> Exercise description: Return the records exactly, with nothing added.

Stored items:
····················

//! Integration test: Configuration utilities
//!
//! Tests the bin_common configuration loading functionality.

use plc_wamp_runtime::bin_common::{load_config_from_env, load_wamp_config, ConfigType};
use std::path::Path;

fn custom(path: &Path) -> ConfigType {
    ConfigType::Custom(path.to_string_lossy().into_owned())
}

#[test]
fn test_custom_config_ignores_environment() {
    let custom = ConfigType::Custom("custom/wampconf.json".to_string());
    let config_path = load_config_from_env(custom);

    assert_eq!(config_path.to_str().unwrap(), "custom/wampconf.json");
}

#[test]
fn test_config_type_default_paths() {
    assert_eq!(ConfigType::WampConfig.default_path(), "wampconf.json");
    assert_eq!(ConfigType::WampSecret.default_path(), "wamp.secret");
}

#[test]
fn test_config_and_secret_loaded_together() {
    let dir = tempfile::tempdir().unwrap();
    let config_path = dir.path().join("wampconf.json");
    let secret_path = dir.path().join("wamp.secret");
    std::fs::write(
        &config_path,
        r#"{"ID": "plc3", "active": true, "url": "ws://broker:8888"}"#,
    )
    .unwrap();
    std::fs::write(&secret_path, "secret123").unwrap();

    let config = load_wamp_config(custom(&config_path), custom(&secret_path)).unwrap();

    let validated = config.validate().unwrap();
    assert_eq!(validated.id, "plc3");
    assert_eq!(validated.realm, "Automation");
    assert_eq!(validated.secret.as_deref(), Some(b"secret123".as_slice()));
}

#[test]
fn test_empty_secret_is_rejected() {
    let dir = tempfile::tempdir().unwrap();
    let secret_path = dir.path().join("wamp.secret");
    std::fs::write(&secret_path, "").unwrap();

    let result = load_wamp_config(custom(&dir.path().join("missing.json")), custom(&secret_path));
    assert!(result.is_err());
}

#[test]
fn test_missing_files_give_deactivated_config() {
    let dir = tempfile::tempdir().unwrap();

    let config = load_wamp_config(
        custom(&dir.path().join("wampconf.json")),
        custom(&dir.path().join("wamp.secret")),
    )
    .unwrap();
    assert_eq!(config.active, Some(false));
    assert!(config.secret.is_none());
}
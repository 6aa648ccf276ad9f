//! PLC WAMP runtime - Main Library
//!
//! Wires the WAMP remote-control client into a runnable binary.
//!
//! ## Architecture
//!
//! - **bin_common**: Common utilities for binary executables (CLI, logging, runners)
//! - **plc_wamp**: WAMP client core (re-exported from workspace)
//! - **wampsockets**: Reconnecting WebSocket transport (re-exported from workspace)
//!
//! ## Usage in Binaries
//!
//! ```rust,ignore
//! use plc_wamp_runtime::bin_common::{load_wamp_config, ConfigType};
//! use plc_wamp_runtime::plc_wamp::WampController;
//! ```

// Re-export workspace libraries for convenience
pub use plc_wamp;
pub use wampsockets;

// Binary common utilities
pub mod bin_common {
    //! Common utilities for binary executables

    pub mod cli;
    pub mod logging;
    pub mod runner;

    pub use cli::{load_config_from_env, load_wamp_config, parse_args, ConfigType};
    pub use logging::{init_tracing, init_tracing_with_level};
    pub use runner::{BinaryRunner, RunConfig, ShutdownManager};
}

····················

> Reply to the exercise:
//! Integration test: Configuration utilities
//!
//! Tests the bin_common configuration loading functionality.

use plc_wamp_runtime::bin_common::{load_config_from_env, load_wamp_config, ConfigType};
use std::path::Path;

fn custom(path: &Path) -> ConfigType {
    ConfigType::Custom(path.to_string_lossy().into_owned())
}

#[test]
fn test_custom_config_ignores_environment() {
    let custom = ConfigType::Custom("custom/wampconf.json".to_string());
    let config_path = load_config_from_env(custom);

    assert_eq!(config_path.to_str().unwrap(), "custom/wampconf.json");
}

#[test]
fn test_config_type_default_paths() {
    assert_eq!(ConfigType::WampConfig.default_path(), "wampconf.json");
    assert_eq!(ConfigType::WampSecret.default_path(), "wamp.secret");
}

#[test]
fn test_config_and_secret_loaded_together() {
    let dir = tempfile::tempdir().unwrap();
    let config_path = dir.path().join("wampconf.json");
    let secret_path = dir.path().join("wamp.secret");
    std::fs::write(
        &config_path,
        r#"{"ID": "plc3", "active": true, "url": "ws://broker:8888"}"#,
    )
    .unwrap();
    std::fs::write(&secret_path, "secret123").unwrap();

    let config = load_wamp_config(custom(&config_path), custom(&secret_path)).unwrap();

    let validated = config.validate().unwrap();
    assert_eq!(validated.id, "plc3");
    assert_eq!(validated.realm, "Automation");
    assert_eq!(validated.secret.as_deref(), Some(b"secret123".as_slice()));
}

#[test]
fn test_empty_secret_is_rejected() {
    let dir = tempfile::tempdir().unwrap();
    let secret_path = dir.path().join("wamp.secret");
    std::fs::write(&secret_path, "").unwrap();

    let result = load_wamp_config(custom(&dir.path().join("missing.json")), custom(&secret_path));
    assert!(result.is_err());
}

#[test]
fn test_missing_files_give_deactivated_config() {
    let dir = tempfile::tempdir().unwrap();

    let config = load_wamp_config(
        custom(&dir.path().join("wampconf.json")),
        custom(&dir.path().join("wamp.secret")),
    )
    .unwrap();
    assert_eq!(config.active, Some(false));
    assert!(config.secret.is_none());
}
repository 6aa648ccf276ad9f
//! PLC WAMP runtime - Main Library
//!
//! Wires the WAMP remote-control client into a runnable binary.
//!
//! ## Architecture
//!
//! - **bin_common**: Common utilities for binary executables (CLI, logging, runners)
//! - **plc_wamp**: WAMP client core (re-exported from workspace)
//! - **wampsockets**: Reconnecting WebSocket transport (re-exported from workspace)
//!
//! ## Usage in Binaries
//!
//! ```rust,ignore
//! use plc_wamp_runtime::bin_common::{load_wamp_config, ConfigType};
//! use plc_wamp_runtime::plc_wamp::WampController;
//! ```

// Re-export workspace libraries for convenience
pub use plc_wamp;
pub use wampsockets;

// Binary common utilities
pub mod bin_common {
    //! Common utilities for binary executables

    pub mod cli;
    pub mod logging;
    pub mod runner;

    pub use cli::{load_config_from_env, load_wamp_config, parse_args, ConfigType};
    pub use logging::{init_tracing, init_tracing_with_level};
    pub use runner::{BinaryRunner, RunConfig, ShutdownManager};
}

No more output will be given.